(Saved data entries)
====================

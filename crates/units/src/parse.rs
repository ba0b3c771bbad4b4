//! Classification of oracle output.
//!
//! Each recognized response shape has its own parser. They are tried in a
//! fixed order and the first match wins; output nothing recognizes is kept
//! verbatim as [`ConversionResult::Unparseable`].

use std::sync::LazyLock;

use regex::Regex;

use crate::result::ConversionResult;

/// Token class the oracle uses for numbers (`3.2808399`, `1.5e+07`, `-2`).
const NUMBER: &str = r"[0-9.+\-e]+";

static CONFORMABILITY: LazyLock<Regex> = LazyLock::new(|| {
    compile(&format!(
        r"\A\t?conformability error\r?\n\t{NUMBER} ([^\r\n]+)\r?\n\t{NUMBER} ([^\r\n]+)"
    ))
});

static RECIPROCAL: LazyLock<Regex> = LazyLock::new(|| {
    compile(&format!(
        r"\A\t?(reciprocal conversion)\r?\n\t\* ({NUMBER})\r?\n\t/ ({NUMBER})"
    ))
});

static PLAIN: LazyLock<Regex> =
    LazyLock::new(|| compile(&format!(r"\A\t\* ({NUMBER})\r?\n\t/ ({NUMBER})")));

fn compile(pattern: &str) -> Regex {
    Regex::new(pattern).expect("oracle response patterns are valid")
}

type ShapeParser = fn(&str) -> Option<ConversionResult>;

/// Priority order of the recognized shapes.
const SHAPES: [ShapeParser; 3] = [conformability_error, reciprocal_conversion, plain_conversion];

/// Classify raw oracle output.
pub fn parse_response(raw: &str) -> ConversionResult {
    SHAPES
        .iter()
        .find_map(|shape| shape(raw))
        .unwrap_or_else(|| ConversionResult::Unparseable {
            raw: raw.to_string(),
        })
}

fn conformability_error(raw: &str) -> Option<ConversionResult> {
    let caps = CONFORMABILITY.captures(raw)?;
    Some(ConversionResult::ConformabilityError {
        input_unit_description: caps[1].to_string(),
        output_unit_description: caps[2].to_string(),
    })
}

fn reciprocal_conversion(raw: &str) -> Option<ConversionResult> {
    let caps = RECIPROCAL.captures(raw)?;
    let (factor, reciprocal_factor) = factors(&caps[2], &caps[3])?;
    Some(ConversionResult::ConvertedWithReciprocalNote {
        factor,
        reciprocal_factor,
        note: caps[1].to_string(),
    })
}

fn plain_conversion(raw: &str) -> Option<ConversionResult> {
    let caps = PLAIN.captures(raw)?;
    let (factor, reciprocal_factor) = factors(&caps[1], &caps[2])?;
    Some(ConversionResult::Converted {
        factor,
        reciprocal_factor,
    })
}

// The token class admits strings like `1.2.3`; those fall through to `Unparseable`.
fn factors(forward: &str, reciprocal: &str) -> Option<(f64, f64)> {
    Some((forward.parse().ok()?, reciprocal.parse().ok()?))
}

====================

WHAT YOU HAVE TO DO: Please transcribe the records exactly from their first line through the line holding "fn compile(pattern: &str)", and leave out all others.

WRITTEN ANSWER:
filename crates/units/src/parse.rs
repository ba0b3c771bbad4b4
//! Classification of oracle output.
//!
//! Each recognized response shape has its own parser. They are tried in a
//! fixed order and the first match wins; output nothing recognizes is kept
//! verbatim as [`ConversionResult::Unparseable`].

use std::sync::LazyLock;

use regex::Regex;

use crate::result::ConversionResult;

/// Token class the oracle uses for numbers (`3.2808399`, `1.5e+07`, `-2`).
const NUMBER: &str = r"[0-9.+\-e]+";

static CONFORMABILITY: LazyLock<Regex> = LazyLock::new(|| {
    compile(&format!(
        r"\A\t?conformability error\r?\n\t{NUMBER} ([^\r\n]+)\r?\n\t{NUMBER} ([^\r\n]+)"
    ))
});

static RECIPROCAL: LazyLock<Regex> = LazyLock::new(|| {
    compile(&format!(
        r"\A\t?(reciprocal conversion)\r?\n\t\* ({NUMBER})\r?\n\t/ ({NUMBER})"
    ))
});

static PLAIN: LazyLock<Regex> =
    LazyLock::new(|| compile(&format!(r"\A\t\* ({NUMBER})\r?\n\t/ ({NUMBER})")));

fn compile(pattern: &str) -> Regex {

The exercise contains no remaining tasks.